Blue Velvet said:I think for those who have to use these tools every day for their jobs it comes down to muscle memory -- and not having to think about how you're going to get to your final result.
If you gave Keith Jarrett an instrument that sounded exactly like a piano but looked like a trumpet (!), I don't think he'd get the same results, somehow...
People who have used Quark for years prefer it because of its interface, not because they're conservative or old as somebody said earlier. Time is money in production.
Indesign is a fantastic program and I am looking forward to using it but I don't want to see any company with a monopoly on design software -- see the Illustrator v. Freehand discussion further back.
When you look at a page, you shouldn't be thinking 'hmmm... I wonder whether that was done in Photoshop 5 or 7 or whatever...' It doesn't matter.
There are too many users around that need to have the latest of anything.
Doesn't make them a better designer.
I agree. Muscle memory is a lot of the battle.
But there is a (imho) fundamental difference between XPress and InDesign. XPress is centered around fast turnaround time for simple design work. In the Quark philosophy, complicated elements should be produced elsewhere and moved into XPress.
InDesign is designer and workflow oriented.
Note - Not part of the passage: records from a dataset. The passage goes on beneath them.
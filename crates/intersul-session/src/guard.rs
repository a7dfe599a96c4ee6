//! Route guard for pages that need a signed-in user.

use crate::storage::{Storage, TOKEN_KEY};

/// Path of the login page.
pub const LOGIN_PATH: &str = "/login";

/// Outcome of [`require_auth`].
#[derive(Debug, Clone, PartialEq, Eq)]
pub enum GuardOutcome {
    Allow,
    /// Go here instead, then come back.
    Redirect(String),
}

/// Allow `path` only when a token is stored.
///
/// Only the presence of a token is checked; it is not verified.
pub fn require_auth(storage: &dyn Storage, path: &str) -> GuardOutcome {
    match storage.get(TOKEN_KEY) {
        Some(token) if !token.is_empty() => GuardOutcome::Allow,
        _ => GuardOutcome::Redirect(login_redirect(path)),
    }
}

/// The login URL that returns to `path` afterwards.
pub fn login_redirect(path: &str) -> String {
    format!("{}?redirectTo={}", LOGIN_PATH, urlencoding::encode(path))
}
//! API endpoint implementations.

mod auth;
mod categories;
mod clients;
mod copy_machines;
mod services;
mod users;

pub use auth::{AuthApi, RefreshResponse};
pub use categories::CategoriesApi;
pub use clients::ClientsApi;
pub use copy_machines::{
    CatalogApi, CatalogListQuery, CopyMachinesApi, FileUpload, FranchisesApi, InstalledApi,
};
pub use services::ServicesApi;
pub use users::UsersApi;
I see that as a breath of fresh air.
If Quark could produce a product that integrated like InDesign and supported modern effects like feathered shadows and native file formats, InDesign would be sunk. XPress is still a more mature design platform. But Quark's too slow to do that.
Adobe, otoh, has no problem adapting to what consumers want. They've already created a piece of software that's light-years ahead of XPress for many small print shop design tasks. They have a way to go before tight-deadline press publications adopt, but it's coming. Just look at PhotoShop. That program meets the needs of artists who want to muck with reality, but it's also THE tool used by photojournalists. Same thing with Illustrator.
It's just a matter of time, I think, before we'll all be learning new muscle memory to the Adobe tune. It's just a question of when InDesign gets the features you (plural) are looking for.